What you are asked to do: Look through the lines below; wherever the word "charging" appears, copy that line.

[Stored items]

◆ ◆ ◆ ◆

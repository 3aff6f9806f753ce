mod logging;
mod report;
mod tui;

use std::path::PathBuf;

use anyhow::{Context, Result};
use chrono::{Local, NaiveDate};
use clap::{Parser, ValueEnum};
use evmeter_core::{
    duration_options, month_options, month_summary, open_logbook, Config, ReportFilter, ReportUseCase, SortColumn,
    SortDirection, SortSpec, UserFilter, YearMonth,
};
use log::LevelFilter;

const LOG_FILE_NAME: &str = "evmeter.log";

#[derive(Parser)]
#[command(name = "evmeter")]
#[command(about = "Track EV charging sessions and who used how much", long_about = None)]
struct Cli {
    /// Config file (default: ~/.evmeter/config.json)
    #[arg(long, global = true)]
    config: Option<PathBuf>,

    /// Debug logging
    #[arg(short, long, global = true)]
    verbose: bool,

    /// Explicit log level (off, error, warn, info, debug, trace)
    #[arg(long, global = true)]
    log_level: Option<LevelFilter>,

    #[command(subcommand)]
    command: Option<Commands>,
}

#[derive(clap::Subcommand)]
enum Commands {
    /// Open the interactive session
    Tui,
    /// Per-user totals for a month (default: current month)
    Summary {
        #[arg(short, long, value_parser = parse_month)]
        month: Option<YearMonth>,
    },
    /// Filtered and sorted session report
    Report(ReportArgs),
    /// List the preset charging durations
    Durations,
    /// List the months offered by the month filter
    Months,
}

#[derive(clap::Args)]
struct ReportArgs {
    /// Only this user's sessions
    #[arg(short, long)]
    user: Option<String>,

    /// Only this month (YYYY-MM)
    #[arg(short, long, value_parser = parse_month, conflicts_with_all = ["from", "to"])]
    month: Option<YearMonth>,

    /// Range start, inclusive (YYYY-MM-DD)
    #[arg(long, requires = "to")]
    from: Option<NaiveDate>,

    /// Range end, inclusive (YYYY-MM-DD)
    #[arg(long, requires = "from")]
    to: Option<NaiveDate>,

    /// Sort column
    #[arg(short, long, value_enum)]
    sort: Option<SortArg>,

    /// Sort descending
    #[arg(long, requires = "sort")]
    desc: bool,

    /// Write the report as CSV into the export directory
    #[arg(short, long)]
    export: bool,
}

#[derive(Clone, Copy, ValueEnum)]
enum SortArg {
    User,
    Date,
    Duration,
}

impl From<SortArg> for SortColumn {
    fn from(arg: SortArg) -> Self {
        match arg {
            SortArg::User => SortColumn::User,
            SortArg::Date => SortColumn::Date,
            SortArg::Duration => SortColumn::Duration,
        }
    }
}

fn parse_month(s: &str) -> Result<YearMonth, String> {
    s.parse::<YearMonth>().map_err(|e| e.to_string())
}

impl ReportArgs {
    fn filter(&self) -> ReportFilter {
        let mut filter = ReportFilter::new();
        if let Some(user) = &self.user {
            filter = filter.with_user(UserFilter::User(user.clone()));
        }
        if let Some(month) = self.month {
            filter = filter.with_month(month);
        }
        if let (Some(from), Some(to)) = (self.from, self.to) {
            filter = filter.with_range(from, to);
        }
        filter
    }

    fn sort(&self) -> SortSpec {
        match self.sort {
            Some(column) => {
                let direction = if self.desc { SortDirection::Descending } else { SortDirection::Ascending };
                SortSpec::by(column.into(), direction)
            }
            None => SortSpec::default(),
        }
    }
}

fn main() -> Result<()> {
    let cli = Cli::parse();

    let level = cli
        .log_level
        .unwrap_or(if cli.verbose { LevelFilter::Debug } else { LevelFilter::Info });
    let interactive = matches!(cli.command, None | Some(Commands::Tui));
    if interactive {
        logging::init_file(level, &Config::data_dir()?.join(LOG_FILE_NAME))?;
    } else {
        logging::init_stderr(level)?;
    }

    let config = Config::load(cli.config.as_deref()).context("Failed to load configuration")?;
    let today = Local::now().date_naive();

    match cli.command {
        Some(Commands::Summary { month }) => {
            let logbook = open_logbook(&config)?;
            let month = month.unwrap_or_else(|| YearMonth::of(today));
            let entries = logbook.entries()?;
            let summary = month_summary(&entries, logbook.users(), month);
            report::show_summary(&month.label(), &summary);
        }
        Some(Commands::Report(args)) => {
            let logbook = open_logbook(&config)?;
            let view = ReportUseCase::new(&logbook).report(&args.filter(), &args.sort(), today)?;
            report::show_report(&view);
            if args.export {
                let path = report::write_export(&view, &config.export_dir(), today)?;
                println!("Exported {} rows to {}", view.entries.len(), path.display());
            }
        }
        Some(Commands::Durations) => {
            for option in duration_options() {
                println!("{:>5}  {}", option.hours, option.label);
            }
        }
        Some(Commands::Months) => {
            let options = month_options(today, config.first_month, config.last_year);
            if options.is_empty() {
                println!("No selectable months.");
            }
            for month in options {
                println!("{}  {}", month, month.label());
            }
        }
        Some(Commands::Tui) | None => {
            tui::run(config)?;
        }
    }
    Ok(())
}

#[cfg(test)]
mod tests {
    use super::*;

    #[test]
    fn test_report_args() {
        let cli = Cli::try_parse_from(["evmeter", "report", "--user", "Gal", "--month", "2025-06", "--sort", "duration", "--desc"]).unwrap();
        let Some(Commands::Report(args)) = cli.command else {
            panic!("expected report");
        };
        let filter = args.filter();
        assert_eq!(filter.user, UserFilter::User("Gal".into()));
        assert_eq!(filter.month.map(|m| m.to_string()), Some("2025-06".to_string()));
        assert_eq!(args.sort(), SortSpec::by(SortColumn::Duration, SortDirection::Descending));
    }

    #[test]
    fn test_month_conflicts_with_range() {
        assert!(Cli::try_parse_from(["evmeter", "report", "--month", "2025-06", "--from", "2025-06-01", "--to", "2025-06-30"]).is_err());
        assert!(Cli::try_parse_from(["evmeter", "report", "--from", "2025-06-01"]).is_err());
        assert!(Cli::try_parse_from(["evmeter", "summary", "--month", "2025-13"]).is_err());
    }
}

◆ ◆ ◆ ◆

Task result:
#[command(about = "Track EV charging sessions and who used how much", long_about = None)]
    /// List the preset charging durations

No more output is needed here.